WHAT TO DO → Out of the listing below, copy every line that carries the string "DeserializeOwned".

EXERCISE MATERIALS: Begin

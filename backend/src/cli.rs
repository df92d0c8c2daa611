//! Command-line surface of the `backoffice` binary.
//!
//! Parsing and execution live here so they can be exercised without spawning
//! a process. Every command produces a JSON value; `main` prints it and turns
//! [`CommandOutput::success`] into the exit status.

use std::path::{Path, PathBuf};
use std::sync::Arc;

use cap_std::{ambient_authority, fs::Dir};
use chrono::{DateTime, Utc};
use clap::{Args, Parser, Subcommand, ValueEnum};
use rand::SeedableRng;
use rand_chacha::ChaCha8Rng;
use serde::Deserialize;
use serde::de::DeserializeOwned;
use serde_json::{Value, json};
use tracing::{info, warn};

use crate::config::{BackofficeSettings, ConfigError};
use crate::domain::ports::{FinancialReportQuery, ReportFilter};
use crate::domain::{
    CheckDigitContractError, DocumentKind, DocumentNumber, DomainError, FinancialReportService,
    LocationId, Payment, StaffCandidate, UserId, check_roster, compute_check_digits, generate,
    generate_with,
};
use crate::outbound::memory::InMemoryPaymentRepository;

/// `backoffice` command arguments.
#[derive(Debug, Clone, Parser)]
#[command(
    name = "backoffice",
    about = "Marketplace back-office checks: documents, service rosters and payment reports",
    version
)]
pub struct Cli {
    /// Command to run.
    #[command(subcommand)]
    pub command: Command,
}

/// Top-level commands.
#[derive(Debug, Clone, Subcommand)]
pub enum Command {
    /// CPF and CNPJ utilities.
    Document {
        /// Document action.
        #[command(subcommand)]
        action: DocumentCommand,
    },
    /// Service roster checks.
    Roster {
        /// Roster action.
        #[command(subcommand)]
        action: RosterCommand,
    },
    /// Build a financial report from a JSON array of payments.
    Report(ReportArgs),
}

/// Document type accepted on the command line.
#[derive(Debug, Clone, Copy, PartialEq, Eq, ValueEnum)]
pub enum KindArg {
    /// Individual taxpayer number, 11 digits.
    Cpf,
    /// Company registration number, 14 digits.
    Cnpj,
}

impl From<KindArg> for DocumentKind {
    fn from(value: KindArg) -> Self {
        match value {
            KindArg::Cpf => Self::Cpf,
            KindArg::Cnpj => Self::Cnpj,
        }
    }
}

/// Document actions.
#[derive(Debug, Clone, Subcommand)]
pub enum DocumentCommand {
    /// Validate a CPF or CNPJ, masked or bare.
    Validate {
        /// Document number.
        number: String,
        /// Expected type; detected from the digit count when omitted.
        #[arg(long, value_enum)]
        kind: Option<KindArg>,
    },
    /// Generate checksum-valid documents.
    Generate {
        /// Type to generate.
        #[arg(long, value_enum)]
        kind: KindArg,
        /// How many documents; defaults to `BACKOFFICE_GENERATE_COUNT` or 1.
        #[arg(long)]
        count: Option<usize>,
        /// Seed for reproducible output.
        #[arg(long)]
        seed: Option<u64>,
        /// Print masked numbers.
        #[arg(long)]
        masked: bool,
    },
    /// Compute the two check digits for the leading digits of a document.
    CheckDigits {
        /// Type of document.
        #[arg(long, value_enum)]
        kind: KindArg,
        /// 9 leading digits for CPF, 12 for CNPJ.
        leading: String,
    },
}

/// Roster actions.
#[derive(Debug, Clone, Subcommand)]
pub enum RosterCommand {
    /// Check a proposed roster against a service location.
    Check {
        /// JSON file with `serviceLocationId` and `candidates`.
        #[arg(long, value_name = "path")]
        input: PathBuf,
    },
}

/// Arguments for `report`.
#[derive(Debug, Clone, Args)]
pub struct ReportArgs {
    /// JSON file holding an array of payments.
    #[arg(long, value_name = "path")]
    pub input: PathBuf,
    /// Earliest creation instant to include (RFC 3339).
    #[arg(long)]
    pub from: Option<DateTime<Utc>>,
    /// Latest creation instant to include (RFC 3339).
    #[arg(long)]
    pub to: Option<DateTime<Utc>>,
    /// Only payments attributed to this agency id.
    #[arg(long)]
    pub agency: Option<i64>,
    /// Only payments attributed to this supplier id.
    #[arg(long)]
    pub supplier: Option<i64>,
}

impl From<&ReportArgs> for ReportFilter {
    fn from(args: &ReportArgs) -> Self {
        Self {
            from: args.from,
            to: args.to,
            agency_id: args.agency.map(UserId::new),
            supplier_id: args.supplier.map(UserId::new),
        }
    }
}

/// Errors that stop a command before it produces output.
#[derive(Debug, thiserror::Error)]
pub enum CliError {
    /// Input file could not be read.
    #[error("read input file '{path}': {message}")]
    Read {
        /// Offending path.
        path: PathBuf,
        /// Underlying I/O message.
        message: String,
    },
    /// Input file was not valid JSON for the command.
    #[error("parse input file '{path}': {message}")]
    Parse {
        /// Offending path.
        path: PathBuf,
        /// Underlying decoder message.
        message: String,
    },
    /// Leading digits had the wrong shape.
    #[error(transparent)]
    CheckDigits(#[from] CheckDigitContractError),
    /// Settings could not be interpreted.
    #[error(transparent)]
    Config(#[from] ConfigError),
    /// A domain service rejected the request.
    #[error("{0}")]
    Domain(#[from] DomainError),
    /// The async runtime could not start.
    #[error("failed to start runtime: {message}")]
    Runtime {
        /// Underlying I/O message.
        message: String,
    },
}

/// JSON produced by a command, and whether the checked input was valid.
#[derive(Debug, Clone, PartialEq)]
pub struct CommandOutput {
    /// Value printed to stdout.
    pub value: Value,
    /// `false` when the command ran but found the input invalid.
    pub success: bool,
}

impl CommandOutput {
    const fn ok(value: Value) -> Self {
        Self {
            value,
            success: true,
        }
    }

    const fn rejected(value: Value) -> Self {
        Self {
            value,
            success: false,
        }
    }
}

#[derive(Debug, Deserialize)]
#[serde(rename_all = "camelCase")]
struct RosterCheckInput {
    service_location_id: LocationId,
    #[serde(default)]
    candidates: Vec<StaffCandidate>,
}

/// Run a parsed command.
///
/// # Errors
///
/// Returns [`CliError`] when input cannot be read or a service fails.
pub async fn run(cli: Cli, settings: &BackofficeSettings) -> Result<CommandOutput, CliError> {
    match cli.command {
        Command::Document { action } => run_document(action, settings),
        Command::Roster {
            action: RosterCommand::Check { input },
        } => run_roster_check(&input),
        Command::Report(args) => run_report(&args, settings).await,
    }
}

fn run_document(
    action: DocumentCommand,
    settings: &BackofficeSettings,
) -> Result<CommandOutput, CliError> {
    match action {
        DocumentCommand::Validate { number, kind } => Ok(validate_document(&number, kind)),
        DocumentCommand::Generate {
            kind,
            count,
            seed,
            masked,
        } => {
            let count = count.unwrap_or_else(|| settings.generate_count());
            Ok(CommandOutput::ok(generate_documents(
                kind.into(),
                count,
                seed,
                masked,
            )))
        }
        DocumentCommand::CheckDigits { kind, leading } => {
            let kind = DocumentKind::from(kind);
            let [first, second] = compute_check_digits(kind, &leading)?;
            Ok(CommandOutput::ok(json!({
                "kind": kind,
                "leading": leading,
                "checkDigits": [first, second],
                "document": format!("{leading}{first}{second}"),
            })))
        }
    }
}

fn validate_document(number: &str, kind: Option<KindArg>) -> CommandOutput {
    let parsed = match kind {
        Some(kind) => DocumentNumber::parse(kind.into(), number),
        None => DocumentNumber::parse_any(number),
    };
    match parsed {
        Ok(document) => CommandOutput::ok(json!({
            "valid": true,
            "kind": document.kind(),
            "digits": document.digits(),
            "masked": document.masked(),
        })),
        Err(err) => CommandOutput::rejected(json!({
            "valid": false,
            "error": err.to_string(),
        })),
    }
}

fn generate_documents(kind: DocumentKind, count: usize, seed: Option<u64>, masked: bool) -> Value {
    let raw: Vec<String> = match seed {
        Some(seed) => {
            let mut rng = ChaCha8Rng::seed_from_u64(seed);
            (0..count).map(|_| generate_with(kind, &mut rng)).collect()
        }
        None => (0..count).map(|_| generate(kind)).collect(),
    };
    let documents: Vec<String> = if masked {
        raw.iter()
            .filter_map(|digits| DocumentNumber::parse(kind, digits).ok())
            .map(|document| document.masked())
            .collect()
    } else {
        raw
    };
    json!({ "kind": kind, "documents": documents })
}

fn run_roster_check(input: &Path) -> Result<CommandOutput, CliError> {
    let request: RosterCheckInput = read_json(input)?;
    match check_roster(request.service_location_id, &request.candidates) {
        Ok(()) => {
            info!(
                location_id = %request.service_location_id,
                candidates = request.candidates.len(),
                "roster accepted"
            );
            Ok(CommandOutput::ok(json!({ "valid": true })))
        }
        Err(violation) => {
            warn!(
                location_id = %request.service_location_id,
                offenders = violation.offender_ids().len(),
                "roster rejected"
            );
            Ok(CommandOutput::rejected(json!({
                "valid": false,
                "message": violation.to_string(),
                "violation": violation,
            })))
        }
    }
}

async fn run_report(
    args: &ReportArgs,
    settings: &BackofficeSettings,
) -> Result<CommandOutput, CliError> {
    let payments: Vec<Payment> = read_json(&args.input)?;
    let repo = Arc::new(InMemoryPaymentRepository::new(payments));
    let service = FinancialReportService::with_timezone(repo, settings.bucket_timezone()?);
    let report = service.financial_report(&ReportFilter::from(args)).await?;
    let value = serde_json::to_value(&report)
        .map_err(|err| DomainError::internal(format!("failed to serialize report: {err}")))?;
    Ok(CommandOutput::ok(value))
}

fn read_json<T: DeserializeOwned>(path: &Path) -> Result<T, CliError> {
    let read_error = |message: String| CliError::Read {
        path: path.to_path_buf(),
        message,
    };
    let parent = match path.parent() {
        Some(parent) if !parent.as_os_str().is_empty() => parent,
        _ => Path::new("."),
    };
    let file_name = path
        .file_name()
        .ok_or_else(|| read_error("input path must name a file".to_owned()))?;
    let directory = Dir::open_ambient_dir(parent, ambient_authority())
        .map_err(|err| read_error(err.to_string()))?;
    let contents = directory
        .read_to_string(Path::new(file_name))
        .map_err(|err| read_error(err.to_string()))?;
    serde_json::from_str(&contents).map_err(|err| CliError::Parse {
        path: path.to_path_buf(),
        message: err.to_string(),
    })
}

#[cfg(test)]
#[path = "cli_tests.rs"]
mod tests;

EXERCISE MATERIALS: End

TASK RESULT →
use serde::de::DeserializeOwned;
fn read_json<T: DeserializeOwned>(path: &Path) -> Result<T, CliError> {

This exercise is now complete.